Docetaxel (DTX), a widely used chemotherapeutic agent, is known for its effectiveness in Cancer treatment but also for its toxic effects on healthy tissues, particularly the male reproductive system. This study aimed to investigate the protective role of rutin, a natural flavonoid with known antioxidant and anti-apoptotic properties, against DTX-induced testicular damage in rats. Thirty-six adult male Wistar rats were randomly divided into six groups: Control, Rutin 50 mg/kg (R50), Rutin 100 mg/kg (R100), DTX, DTX+R50, and DTX+R100. A single dose of DTX (30 mg/kg, i.p.) was administered, while rutin was given orally for 7 days. On day eight, all Animals were sacrificed. Sperm parameters (concentration, motility, morphology, chromatin integrity), serum testosterone and Inhibin B levels, and testicular MDA and SOD levels were assessed. Histological evaluations were conducted using hematoxylin-eosin staining, Johnsen scoring, and tubule diameter measurements. Immunohistochemical analysis of Caspase-3, Bax, Bcl-2, mTOR, ULK1, and Atg13 was performed. Data were analyzed, and p < 0.05 was considered statistically significant.

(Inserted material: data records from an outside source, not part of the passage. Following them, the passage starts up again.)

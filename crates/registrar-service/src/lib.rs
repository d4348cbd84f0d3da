//! Registrar Service
//!
//! Application layer for course registration: the enrollment workflows
//! plus reference adapters for the domain ports.
//!
//! # Usage
//!
//! ```rust
//! use std::sync::Arc;
//!
//! use registrar::{AcademicStatus, Course, Student};
//! use registrar_service::adapters::{
//!     InMemoryCourseRepository, InMemoryStudentRepository, OutboxNotifier,
//! };
//! use registrar_service::{EnrollmentService, ServiceConfig};
//!
//! let config = ServiceConfig::default();
//! let students = Arc::new(InMemoryStudentRepository::new());
//! let courses = Arc::new(InMemoryCourseRepository::new(students.clone()));
//! let notifier = Arc::new(OutboxNotifier::with_config(config.notifications.clone()));
//!
//! let john = Student::new(
//!     "S001",
//!     "John Doe",
//!     "john@email.com",
//!     "Computer Science",
//!     3,
//!     3.5,
//!     AcademicStatus::Active,
//! );
//! students.insert(john).unwrap();
//! courses
//!     .insert(Course::new("CS301", "Algorithm Design", 3, 40, 30, "Dr. Smith"))
//!     .unwrap();
//!
//! let calculator = config.build_calculator().unwrap();
//! let service = EnrollmentService::new(students, courses, notifier.clone(), calculator);
//! let enrollment = service.enroll_course("S001", "CS301").unwrap();
//!
//! assert!(enrollment.is_approved());
//! assert_eq!(notifier.emails_sent(), 1);
//! ```

pub mod adapters;
pub mod application;
pub mod config;

pub use application::{EnrollmentService, DROP_SUBJECT, ENROLLMENT_SUBJECT};
pub use config::{NotificationConfig, ServiceConfig};
//! Enrollment Application Service (Use Case)
//!
//! Orchestrates enroll/drop/credit-limit workflows over the student and
//! course repositories and the notification sink.
//!
//! Gates run in a fixed order and every gate fails before any write or
//! notification. Enroll:
//!
//! 1. student lookup
//! 2. suspended students rejected
//! 3. course lookup
//! 4. capacity (before prerequisites, which are then never queried)
//! 5. prerequisites
//! 6. course written back with `enrolled_count + 1`
//! 7. confirmation email
//!
//! The capacity check and the write-back are separate repository calls, so
//! two concurrent enrollments for the last seat can both pass step 4.
//! Atomicity belongs to the `CourseRepository` implementation.

use std::sync::Arc;

use registrar::{
    AcademicStatus, Course, CourseRepository, DomainError, Enrollment, GradeCalculator,
    NotificationService, Student, StudentRepository,
};

pub const ENROLLMENT_SUBJECT: &str = "Enrollment Confirmation";
pub const DROP_SUBJECT: &str = "Course Drop Confirmation";

/// Application service for enrollment operations
pub struct EnrollmentService<S, C, N>
where
    S: StudentRepository,
    C: CourseRepository,
    N: NotificationService,
{
    students: Arc<S>,
    courses: Arc<C>,
    notifier: Arc<N>,
    calculator: GradeCalculator,
}
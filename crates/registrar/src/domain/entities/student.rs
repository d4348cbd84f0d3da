//! Student - Registration subject

use serde::{Deserialize, Serialize};

use crate::domain::value_objects::AcademicStatus;

#[derive(Debug, Clone, PartialEq, Serialize, Deserialize)]
pub struct Student {
    pub id: String,
    pub name: String,
    pub email: String,
    pub major: String,
    /// 1-based
    pub semester: u32,
    /// 0.0 - 4.0 inclusive
    pub gpa: f64,
    #[serde(default)]
    pub academic_status: AcademicStatus,
}

impl Student {
    pub fn new(
        id: impl Into<String>,
        name: impl Into<String>,
        email: impl Into<String>,
        major: impl Into<String>,
        semester: u32,
        gpa: f64,
        academic_status: AcademicStatus,
    ) -> Self {
        Self {
            id: id.into(),
            name: name.into(),
            email: email.into(),
            major: major.into(),
            semester,
            gpa,
            academic_status,
        }
    }

    pub fn is_suspended(&self) -> bool {
        !self.academic_status.can_enroll()
    }
}
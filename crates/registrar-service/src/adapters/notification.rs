//! Outbox Notifier
//!
//! Records every outgoing message and logs it through `tracing`.
//! Delivery over a real transport is left to other adapters.

use std::sync::{Mutex, MutexGuard, PoisonError};

use chrono::{DateTime, Utc};
use serde::Serialize;

use registrar::{DomainError, NotificationService};

use crate::config::NotificationConfig;

#[derive(Debug, Clone, Copy, PartialEq, Eq, Serialize)]
#[serde(rename_all = "snake_case")]
pub enum Channel {
    Email,
    Sms,
}

/// A message accepted by the outbox
#[derive(Debug, Clone, Serialize)]
pub struct SentNotification {
    pub channel: Channel,
    pub recipient: String,
    /// Empty for SMS
    pub subject: String,
    pub body: String,
    pub sent_at: DateTime<Utc>,
}

/// Outbox implementation of NotificationService
pub struct OutboxNotifier {
    config: NotificationConfig,
    outbox: Mutex<Vec<SentNotification>>,
}

impl OutboxNotifier {
    pub fn new() -> Self {
        Self::with_config(NotificationConfig::default())
    }

    pub fn with_config(config: NotificationConfig) -> Self {
        Self {
            config,
            outbox: Mutex::new(Vec::new()),
        }
    }

    /// Snapshot of everything recorded so far
    pub fn sent(&self) -> Vec<SentNotification> {
        self.outbox().clone()
    }

    pub fn emails_sent(&self) -> usize {
        self.count(Channel::Email)
    }

    pub fn sms_sent(&self) -> usize {
        self.count(Channel::Sms)
    }

    fn count(&self, channel: Channel) -> usize {
        self.outbox()
            .iter()
            .filter(|n| n.channel == channel)
            .count()
    }

    /// The outbox is only ever appended to, so a holder that panicked cannot
    /// leave it half-written and a poisoned lock is recovered on every path.
    fn outbox(&self) -> MutexGuard<'_, Vec<SentNotification>> {
        self.outbox.lock().unwrap_or_else(PoisonError::into_inner)
    }

    fn record(&self, notification: SentNotification) {
        if !self.config.enabled {
            tracing::debug!(
                recipient = %notification.recipient,
                "Notifications disabled - dropping message"
            );
            return;
        }

        tracing::info!(
            "📨 {:?} from {} to {}: {}",
            notification.channel,
            self.config.sender,
            notification.recipient,
            notification.subject
        );

        self.outbox().push(notification);
    }
}

impl Default for OutboxNotifier {
    fn default() -> Self {
        Self::new()
    }
}

impl NotificationService for OutboxNotifier {
    fn send_email(&self, address: &str, subject: &str, body: &str) -> Result<(), DomainError> {
        if address.trim().is_empty() {
            return Err(DomainError::notification("Email address is empty"));
        }

        self.record(SentNotification {
            channel: Channel::Email,
            recipient: address.to_string(),
            subject: subject.to_string(),
            body: body.to_string(),
            sent_at: Utc::now(),
        });

        Ok(())
    }

    fn send_sms(&self, phone: &str, body: &str) -> Result<(), DomainError> {
        if phone.trim().is_empty() {
            return Err(DomainError::notification("Phone number is empty"));
        }

        self.record(SentNotification {
            channel: Channel::Sms,
            recipient: phone.to_string(),
            subject: String::new(),
            body: body.to_string(),
            sent_at: Utc::now(),
        });

        Ok(())
    }
}
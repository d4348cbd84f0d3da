//! Service Ports
//!
//! Abstract interfaces for external services.

mod notification;

pub use notification::*;
//! Lenient monetary amounts.
//!
//! Stored blobs may carry totals as JSON numbers or as numeric strings
//! (older frontends wrote whatever the form field held). Anything that
//! does not parse as a number reads as zero rather than failing the
//! whole blob.

use serde::{Deserialize, Deserializer};

/// Coerce a JSON value to a monetary amount, defaulting to zero.
pub fn from_value(value: &serde_json::Value) -> f64 {
    match value {
        serde_json::Value::Number(n) => n.as_f64().unwrap_or(0.0),
        serde_json::Value::String(s) => s.trim().parse().unwrap_or(0.0),
        _ => 0.0,
    }
}

/// Deserializer for `#[serde(deserialize_with = "amount::lenient")]`.
pub fn lenient<'de, D>(deserializer: D) -> Result<f64, D::Error>
where
    D: Deserializer<'de>,
{
    let raw = serde_json::Value::deserialize(deserializer)?;
    Ok(from_value(&raw))
}
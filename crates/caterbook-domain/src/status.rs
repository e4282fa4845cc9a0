//! Document statuses.

use serde::{Deserialize, Serialize};

/// Payment/workflow state of a document.
///
/// Quotes are created `Pending` and stay there. Invoices start `Unpaid`
/// and may be rewritten to any invoice status in any direction; there is
/// no terminal state and no forward-only rule.
#[derive(Debug, Clone, Copy, PartialEq, Eq, Hash, Serialize, Deserialize, Default)]
pub enum DocumentStatus {
    #[default]
    Pending,
    Unpaid,
    #[serde(rename = "Partially Paid")]
    PartiallyPaid,
    Paid,
}

impl DocumentStatus {
    /// True only for `Paid`. Partially paid invoices still count their
    /// full total as outstanding.
    pub fn is_paid(&self) -> bool {
        matches!(self, Self::Paid)
    }

    /// Whether this status belongs to the invoice lifecycle.
    pub fn is_invoice_status(&self) -> bool {
        !matches!(self, Self::Pending)
    }

    /// The display string, identical to the wire form.
    pub fn display_name(&self) -> &'static str {
        match self {
            Self::Pending => "Pending",
            Self::Unpaid => "Unpaid",
            Self::PartiallyPaid => "Partially Paid",
            Self::Paid => "Paid",
        }
    }
}

impl std::fmt::Display for DocumentStatus {
    fn fmt(&self, f: &mut std::fmt::Formatter<'_>) -> std::fmt::Result {
        f.write_str(self.display_name())
    }
}

#[cfg(test)]
mod tests {
    use super::*;
    use rstest::rstest;

    #[rstest]
    #[case(DocumentStatus::Pending, "\"Pending\"")]
    #[case(DocumentStatus::Unpaid, "\"Unpaid\"")]
    #[case(DocumentStatus::PartiallyPaid, "\"Partially Paid\"")]
    #[case(DocumentStatus::Paid, "\"Paid\"")]
    fn wire_form_matches_display_strings(#[case] status: DocumentStatus, #[case] json: &str) {
        assert_eq!(serde_json::to_string(&status).unwrap(), json);
        assert_eq!(serde_json::from_str::<DocumentStatus>(json).unwrap(), status);
    }

    #[test]
    fn only_paid_is_paid() {
        assert!(DocumentStatus::Paid.is_paid());
        assert!(!DocumentStatus::PartiallyPaid.is_paid());
        assert!(!DocumentStatus::Unpaid.is_paid());
    }
}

DTX significantly impaired sperm motility and hormone levels, increased oxidative stress, and caused histological damage in the testes (p < 0.001). Rutin, especially at 100 mg/kg, ameliorated these effects, restoring sperm function, hormonal balance, and testicular architecture. Furthermore, rutin reduced DTX-induced Apoptosis and Autophagy marker expression while preserving Bcl-2 levels (p < 0.001). DTX induces structural and functional impairments in testicular tissue via oxidative stress, Apoptosis, and Autophagy. Rutin demonstrated a dose-dependent protective effect, suggesting its potential as a supportive agent against chemotherapy-induced gonadotoxicity.

Apoptosis; Autophagy; Docetaxel; Oxidative stress; Rutin; Testicular toxicity.